_WHAT THIS TASK INVOLVES_.
Pull every line that includes the word "GridmarkResult" from the data.

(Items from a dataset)
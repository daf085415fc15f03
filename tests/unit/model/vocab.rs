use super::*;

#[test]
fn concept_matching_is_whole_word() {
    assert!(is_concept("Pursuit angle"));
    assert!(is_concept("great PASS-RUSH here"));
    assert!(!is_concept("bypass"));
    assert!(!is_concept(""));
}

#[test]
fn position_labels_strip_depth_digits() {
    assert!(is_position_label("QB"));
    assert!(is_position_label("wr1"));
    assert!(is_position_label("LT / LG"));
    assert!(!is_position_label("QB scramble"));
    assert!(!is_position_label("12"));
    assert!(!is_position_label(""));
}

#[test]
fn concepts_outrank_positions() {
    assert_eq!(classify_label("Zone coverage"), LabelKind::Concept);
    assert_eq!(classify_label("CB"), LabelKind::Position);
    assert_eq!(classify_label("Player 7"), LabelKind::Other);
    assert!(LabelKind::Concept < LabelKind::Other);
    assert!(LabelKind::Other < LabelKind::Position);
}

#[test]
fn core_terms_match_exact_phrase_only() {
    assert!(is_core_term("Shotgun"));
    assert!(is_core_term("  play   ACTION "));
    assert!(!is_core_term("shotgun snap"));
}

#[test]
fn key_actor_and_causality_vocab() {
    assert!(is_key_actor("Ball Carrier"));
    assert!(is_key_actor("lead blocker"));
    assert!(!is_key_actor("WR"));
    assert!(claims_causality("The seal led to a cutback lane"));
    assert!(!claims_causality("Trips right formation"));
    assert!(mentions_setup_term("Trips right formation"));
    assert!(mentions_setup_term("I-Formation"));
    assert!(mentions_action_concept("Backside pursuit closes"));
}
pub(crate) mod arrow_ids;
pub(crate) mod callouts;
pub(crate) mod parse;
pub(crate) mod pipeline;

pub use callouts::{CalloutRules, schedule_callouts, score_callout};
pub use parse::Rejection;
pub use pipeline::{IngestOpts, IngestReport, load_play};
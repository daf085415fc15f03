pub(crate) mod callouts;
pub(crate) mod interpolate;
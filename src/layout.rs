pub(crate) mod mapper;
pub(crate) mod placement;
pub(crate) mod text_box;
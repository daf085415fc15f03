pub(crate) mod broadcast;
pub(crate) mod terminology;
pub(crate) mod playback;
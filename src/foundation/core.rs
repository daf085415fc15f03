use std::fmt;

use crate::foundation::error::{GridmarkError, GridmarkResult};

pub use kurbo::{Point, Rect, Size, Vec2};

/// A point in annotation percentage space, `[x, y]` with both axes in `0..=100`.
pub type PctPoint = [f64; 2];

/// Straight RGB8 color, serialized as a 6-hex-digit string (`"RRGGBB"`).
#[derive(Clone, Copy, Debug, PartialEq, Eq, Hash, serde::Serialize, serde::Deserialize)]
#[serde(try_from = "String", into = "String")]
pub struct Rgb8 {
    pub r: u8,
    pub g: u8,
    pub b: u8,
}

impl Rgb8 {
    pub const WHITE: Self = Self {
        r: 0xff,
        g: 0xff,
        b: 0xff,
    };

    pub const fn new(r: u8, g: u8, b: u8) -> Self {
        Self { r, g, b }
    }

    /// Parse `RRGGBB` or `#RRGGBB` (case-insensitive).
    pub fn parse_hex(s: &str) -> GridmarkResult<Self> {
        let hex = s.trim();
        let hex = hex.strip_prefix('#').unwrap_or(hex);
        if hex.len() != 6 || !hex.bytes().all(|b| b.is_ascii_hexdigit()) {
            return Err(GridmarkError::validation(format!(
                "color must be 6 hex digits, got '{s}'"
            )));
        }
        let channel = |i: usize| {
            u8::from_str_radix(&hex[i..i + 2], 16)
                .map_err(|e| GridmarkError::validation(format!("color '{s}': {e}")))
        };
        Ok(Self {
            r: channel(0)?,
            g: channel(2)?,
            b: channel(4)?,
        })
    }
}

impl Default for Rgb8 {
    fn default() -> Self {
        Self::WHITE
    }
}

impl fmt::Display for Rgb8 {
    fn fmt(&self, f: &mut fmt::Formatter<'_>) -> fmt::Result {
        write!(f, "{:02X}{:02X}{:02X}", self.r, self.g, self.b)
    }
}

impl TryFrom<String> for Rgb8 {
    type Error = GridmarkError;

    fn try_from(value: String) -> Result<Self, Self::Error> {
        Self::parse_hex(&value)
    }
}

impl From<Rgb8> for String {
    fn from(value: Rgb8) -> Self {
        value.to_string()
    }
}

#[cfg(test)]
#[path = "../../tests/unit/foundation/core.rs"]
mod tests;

_TASK ANSWER_.
use crate::foundation::error::{GridmarkError, GridmarkResult};
    pub fn parse_hex(s: &str) -> GridmarkResult<Self> {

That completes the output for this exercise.